**Your goal**
In the listing below, every line with the word "Option" needs to be copied.

**Material provided**
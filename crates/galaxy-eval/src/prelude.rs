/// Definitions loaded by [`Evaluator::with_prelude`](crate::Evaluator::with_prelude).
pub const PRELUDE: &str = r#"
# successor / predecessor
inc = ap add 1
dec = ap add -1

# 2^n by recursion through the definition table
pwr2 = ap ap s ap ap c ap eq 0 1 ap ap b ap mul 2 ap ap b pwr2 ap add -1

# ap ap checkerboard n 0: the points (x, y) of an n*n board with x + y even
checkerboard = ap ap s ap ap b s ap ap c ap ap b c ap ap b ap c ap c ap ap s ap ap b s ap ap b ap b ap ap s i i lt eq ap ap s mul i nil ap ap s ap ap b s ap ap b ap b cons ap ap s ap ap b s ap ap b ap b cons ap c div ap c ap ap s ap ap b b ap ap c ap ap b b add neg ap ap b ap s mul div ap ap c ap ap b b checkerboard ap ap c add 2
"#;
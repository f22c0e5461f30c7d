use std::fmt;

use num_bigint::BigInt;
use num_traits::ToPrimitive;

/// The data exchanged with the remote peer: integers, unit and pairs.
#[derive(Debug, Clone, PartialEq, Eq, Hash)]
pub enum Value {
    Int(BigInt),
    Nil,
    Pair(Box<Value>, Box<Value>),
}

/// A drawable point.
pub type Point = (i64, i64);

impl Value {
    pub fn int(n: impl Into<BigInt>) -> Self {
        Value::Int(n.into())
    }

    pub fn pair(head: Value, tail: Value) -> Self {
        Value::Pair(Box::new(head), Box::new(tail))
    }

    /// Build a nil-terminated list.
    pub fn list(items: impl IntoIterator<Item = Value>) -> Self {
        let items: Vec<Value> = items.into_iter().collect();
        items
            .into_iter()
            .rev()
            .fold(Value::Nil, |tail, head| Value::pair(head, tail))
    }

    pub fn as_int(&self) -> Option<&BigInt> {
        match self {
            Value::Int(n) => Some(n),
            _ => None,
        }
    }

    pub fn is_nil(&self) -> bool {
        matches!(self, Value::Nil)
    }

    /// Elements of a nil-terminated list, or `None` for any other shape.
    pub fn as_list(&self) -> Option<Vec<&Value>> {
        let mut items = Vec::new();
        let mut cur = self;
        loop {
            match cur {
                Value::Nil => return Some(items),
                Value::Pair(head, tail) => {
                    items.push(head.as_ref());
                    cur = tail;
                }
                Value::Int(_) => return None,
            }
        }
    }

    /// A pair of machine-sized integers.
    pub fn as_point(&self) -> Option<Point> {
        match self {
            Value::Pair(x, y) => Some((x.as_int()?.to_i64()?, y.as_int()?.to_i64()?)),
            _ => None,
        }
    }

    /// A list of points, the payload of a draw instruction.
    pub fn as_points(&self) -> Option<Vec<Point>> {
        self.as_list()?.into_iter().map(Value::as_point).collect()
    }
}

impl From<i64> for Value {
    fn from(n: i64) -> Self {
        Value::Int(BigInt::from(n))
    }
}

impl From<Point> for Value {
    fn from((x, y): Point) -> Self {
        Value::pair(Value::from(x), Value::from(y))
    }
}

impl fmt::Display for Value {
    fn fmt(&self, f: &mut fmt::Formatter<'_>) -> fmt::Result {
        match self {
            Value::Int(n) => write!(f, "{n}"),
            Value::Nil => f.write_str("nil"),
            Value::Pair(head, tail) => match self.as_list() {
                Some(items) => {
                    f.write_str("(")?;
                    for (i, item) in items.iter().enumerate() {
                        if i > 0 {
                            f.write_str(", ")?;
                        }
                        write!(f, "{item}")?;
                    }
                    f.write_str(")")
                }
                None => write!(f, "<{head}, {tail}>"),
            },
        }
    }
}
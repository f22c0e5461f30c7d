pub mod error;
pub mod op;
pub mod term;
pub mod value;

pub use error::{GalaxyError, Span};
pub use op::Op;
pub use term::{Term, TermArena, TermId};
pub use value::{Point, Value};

**Solution**
    pub fn as_int(&self) -> Option<&BigInt> {
    pub fn as_list(&self) -> Option<Vec<&Value>> {
    pub fn as_point(&self) -> Option<Point> {
    pub fn as_points(&self) -> Option<Vec<Point>> {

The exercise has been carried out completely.